Tercer lío: las pintadas, grafitis, pegatinas y otros enchastres. En una ciudad se encuentran intereses culturales diversos, muchas veces contrapuestos. La ciudad es un «campo de batalla» por la visibilidad. Propagandas políticas, comerciales, expresiones espontáneas, simples enchastres… todos tienen sentido si se analizan, todos están clamando por el sitio más visible y definitivo. Y esto, obviamente, es arduo. Muchas veces hemos reflexionado sobre la inutilidad de este diálogo vocinglero en que todos «hablan» al mismo tiempo y nadie entiende nada. Pero una ciudad de paredes absolutamente limpias sería preocupante. Una falsificación de la realidad social, o el ideal de una dictadura. Al final, en esta batalla por lo visible, los arquitectos (quizás haya que seguir hablando restrictivamente de los arquitectos de la academia) terminamos entreverados en la lucha, haciendo declaraciones de defensa, o mejor, dando el ejemplo en la Universidad de la República, dedicando sistemáticamente recursos al cuidado de nuestras sedes.
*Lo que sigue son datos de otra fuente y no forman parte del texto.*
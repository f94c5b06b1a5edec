use std::time::Duration;

use axum::http::{header, HeaderValue, StatusCode};
use axum::response::{IntoResponse, Response};
use axum::Json;
use thiserror::Error;

use crate::cidr::RangeError;
use crate::response::ApiResponse;

/// Failures of the record store. Never shown to clients verbatim.
#[derive(Debug, Error)]
pub enum StoreError {
    #[error("store operation timed out after {0:?}")]
    Timeout(Duration),

    #[error("redis error: {0}")]
    Redis(#[from] redis::RedisError),

    #[error("malformed record {id}: {reason}")]
    Malformed { id: String, reason: String },

    #[error("store lock poisoned")]
    Poisoned,
}

/// Errors surfaced by the HTTP API.
#[derive(Debug, Error)]
pub enum ApiError {
    /// Absent, expired or exhausted; the cause is deliberately not revealed.
    #[error("Note not found")]
    NotFound,

    #[error("You are not allowed to access this note (IP restricted)")]
    PolicyDenied,

    #[error("Invalid passphrase")]
    VerificationFailed,

    #[error("Rate limit exceeded. Please try again later.")]
    RateLimited { retry_after: Option<Duration> },

    #[error("{0}")]
    InvalidRequest(String),

    #[error("Service temporarily unavailable")]
    StoreUnavailable(#[from] StoreError),

    #[error("Failed to verify if your IP is allowed")]
    PolicyCheck(#[from] RangeError),
}

impl ApiError {
    pub fn status_code(&self) -> StatusCode {
        match self {
            ApiError::NotFound => StatusCode::NOT_FOUND,
            ApiError::PolicyDenied | ApiError::VerificationFailed => StatusCode::FORBIDDEN,
            ApiError::RateLimited { .. } => StatusCode::TOO_MANY_REQUESTS,
            ApiError::InvalidRequest(_) => StatusCode::BAD_REQUEST,
            ApiError::StoreUnavailable(_) => StatusCode::SERVICE_UNAVAILABLE,
            ApiError::PolicyCheck(_) => StatusCode::INTERNAL_SERVER_ERROR,
        }
    }
}

impl From<validator::ValidationErrors> for ApiError {
    fn from(errors: validator::ValidationErrors) -> Self {
        ApiError::InvalidRequest(crate::validation::describe(&errors))
    }
}

impl IntoResponse for ApiError {
    fn into_response(self) -> Response {
        match &self {
            ApiError::StoreUnavailable(source) => {
                tracing::error!(error = %source, "record store failure");
            }
            ApiError::PolicyCheck(source) => {
                tracing::error!(error = %source, "IP policy check failed");
            }
            _ => {}
        }

        let status = self.status_code();
        let mut response = (status, Json(ApiResponse::<()>::error(self.to_string()))).into_response();

        if let ApiError::RateLimited {
            retry_after: Some(wait),
        } = self
        {
            let secs = wait.as_secs_f64().ceil().max(1.0) as u64;
            if let Ok(value) = HeaderValue::from_str(&secs.to_string()) {
                response.headers_mut().insert(header::RETRY_AFTER, value);
            }
        }

        response
    }
}

pub type ApiResult<T> = Result<T, ApiError>;

#[cfg(test)]
mod tests {
    use super::*;

    #[test]
    fn test_store_error_text_not_exposed() {
        let err = ApiError::from(StoreError::Malformed {
            id: "secret-id".to_string(),
            reason: "internal detail".to_string(),
        });
        assert_eq!(err.to_string(), "Service temporarily unavailable");
        assert_eq!(err.status_code(), StatusCode::SERVICE_UNAVAILABLE);
    }

    #[test]
    fn test_status_codes() {
        assert_eq!(ApiError::NotFound.status_code(), StatusCode::NOT_FOUND);
        assert_eq!(ApiError::PolicyDenied.status_code(), StatusCode::FORBIDDEN);
        assert_eq!(
            ApiError::RateLimited { retry_after: None }.status_code(),
            StatusCode::TOO_MANY_REQUESTS
        );
    }

    #[test]
    fn test_rate_limited_sets_retry_after() {
        let response = ApiError::RateLimited {
            retry_after: Some(Duration::from_millis(200)),
        }
        .into_response();
        assert_eq!(response.status(), StatusCode::TOO_MANY_REQUESTS);
        assert_eq!(response.headers()[header::RETRY_AFTER], "1");
    }
}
Y cuidado, muchas veces con la incomprensión de muchos colectivos de nuestra propia casa.
La academia de los arquitectos defiende el patrimonio cultural y pretende que ese patrimonio sea compartido por toda la sociedad, en el máximo de su valor. Que estudiar en un edificio hecho por De los Campos, Puente y Tournier (o de Vilamajó, o de Fresnedo, o de tantos otros) sea motivo de orgullo y suficiente estímulo para cuidarlo.